• PROBLEM
Give back every record below precisely as written.
(INPUT begins)
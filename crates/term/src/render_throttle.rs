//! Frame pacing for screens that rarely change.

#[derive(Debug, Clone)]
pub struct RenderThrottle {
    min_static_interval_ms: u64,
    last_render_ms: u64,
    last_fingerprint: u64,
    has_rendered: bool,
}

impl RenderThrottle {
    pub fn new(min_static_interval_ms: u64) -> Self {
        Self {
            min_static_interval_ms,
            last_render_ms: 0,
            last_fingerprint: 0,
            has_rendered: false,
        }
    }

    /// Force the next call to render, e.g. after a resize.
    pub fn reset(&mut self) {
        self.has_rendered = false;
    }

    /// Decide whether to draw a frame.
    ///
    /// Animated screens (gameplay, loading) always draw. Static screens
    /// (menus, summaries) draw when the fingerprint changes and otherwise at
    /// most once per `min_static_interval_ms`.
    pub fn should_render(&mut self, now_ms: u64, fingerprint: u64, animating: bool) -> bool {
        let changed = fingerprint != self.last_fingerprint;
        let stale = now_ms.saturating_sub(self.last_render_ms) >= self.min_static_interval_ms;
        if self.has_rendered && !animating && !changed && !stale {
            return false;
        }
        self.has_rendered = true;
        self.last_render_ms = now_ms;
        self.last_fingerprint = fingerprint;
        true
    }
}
(INPUT ends)
• EXERCISE OUTPUT
filename crates/term/src/render_throttle.rs
//! Frame pacing for screens that rarely change.

#[derive(Debug, Clone)]
pub struct RenderThrottle {
    min_static_interval_ms: u64,
    last_render_ms: u64,
    last_fingerprint: u64,
    has_rendered: bool,
}

impl RenderThrottle {
    pub fn new(min_static_interval_ms: u64) -> Self {
        Self {
            min_static_interval_ms,
            last_render_ms: 0,
            last_fingerprint: 0,
            has_rendered: false,
        }
    }

    /// Force the next call to render, e.g. after a resize.
    pub fn reset(&mut self) {
        self.has_rendered = false;
    }

    /// Decide whether to draw a frame.
    ///
    /// Animated screens (gameplay, loading) always draw. Static screens
    /// (menus, summaries) draw when the fingerprint changes and otherwise at
    /// most once per `min_static_interval_ms`.
    pub fn should_render(&mut self, now_ms: u64, fingerprint: u64, animating: bool) -> bool {
        let changed = fingerprint != self.last_fingerprint;
        let stale = now_ms.saturating_sub(self.last_render_ms) >= self.min_static_interval_ms;
        if self.has_rendered && !animating && !changed && !stale {
            return false;
        }
        self.has_rendered = true;
        self.last_render_ms = now_ms;
        self.last_fingerprint = fingerprint;
        true
    }
}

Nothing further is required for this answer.